I had always assumed that the African Wild Dog was in the genus Canis. Do you know the rationale for giving them a seperate genus? Morphologically, they sure seem very close to dogs/wolves, at least superficially. Is there DNA data that places them more distant?

That is the traditional classification. I believe that it may be in part because of dentition, the lower third molar being much smaller than in Canisl. At least one reference I checked gave them their own subfamily, Lycaoninae, separate from Canis, Vulpes, etc.

However, after checking around I found this cladogram (scroll down), based on more recent information, which indicates they are nested within Canis. If this is correct, they of course should be in the same genus. In this case it is quite possible that they could hybridize, since I believe all members of the genus produce fertile hybrids.

However, I suspect that a Lycaon would be far more likely to eat a domestic dog than to mate with it, so I stand by my statement that hybridization would be unlikely. :wink:

Here’s a more technical reference, although it doesn’t have much more detail on the relationship between Canis and Lycaon.

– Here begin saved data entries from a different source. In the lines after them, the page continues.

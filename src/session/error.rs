//! Session-specific error types
//!
//! These cover the filesystem failures a listing operation surfaces to
//! its caller. Metadata-utility failures never appear here: they
//! degrade to empty tags or failed writes inside the operation, scoped
//! to the single file involved.

use std::path::PathBuf;
use thiserror::Error;

/// Failures surfaced from folder-scoped operations
#[derive(Debug, Error)]
pub enum SessionError {
    /// Folder passed to an operation does not exist
    #[error("Folder not found: {0}")]
    FolderNotFound(PathBuf),

    /// Path exists but is not a directory
    #[error("Not a directory: {0}")]
    NotADirectory(PathBuf),

    /// Folder could not be read
    #[error("Cannot read folder {path}: {source}")]
    Io {
        path: PathBuf,
        #[source]
        source: std::io::Error,
    },

    /// Export rule file missing or unusable
    #[error(transparent)]
    Export(#[from] crate::export::ExportError),
}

The other wolf-like canid that has traditionally been placed in a different genus is the Indian Dhole, Cuon alpinus.

Well… you believed the “WENDY” story, so they were going for broke. :wink:

Interestingly, that cladogram puts the wolf/dog split at 1.5M years ago. Not sure if the time scale is meant to be accurate, but I doubt anyone would support that assertion.

Touche`

Yeah, that definitely seems way off. I think even the research that has tentatively pushed the domesticaton date back over 100,000 years B.P. has been criticized. 1 -1.5 million years B.P. seems closer to the coyote/wolf split ( shown on that cladogram as ~ 3 million B.P., which also seems too far out ), not the wolf/dog split ( if you even want to call it split - many wouldn’t ).

  • Tamerlane

Half-cat, half-dog found in Madagascar.

Wendy story? :confused:

Wendy story

I have many fond memories of telling that joke on the beach in Jamaica around about 1999. :smiley:

I don’t know where you got that headline, but calling a fossa “half dog and half cat” is incorrect, especially in the context of this thread. The article makes it pretty clear that the fossa has an ancient lineage, and is not a hybrid.

Tamerlane: Yes, one certainly could argue whether or not there is actually a “split” between the wolf and dog lines.

I made it up in what turned out to be a wildly successful Whoosh attempt.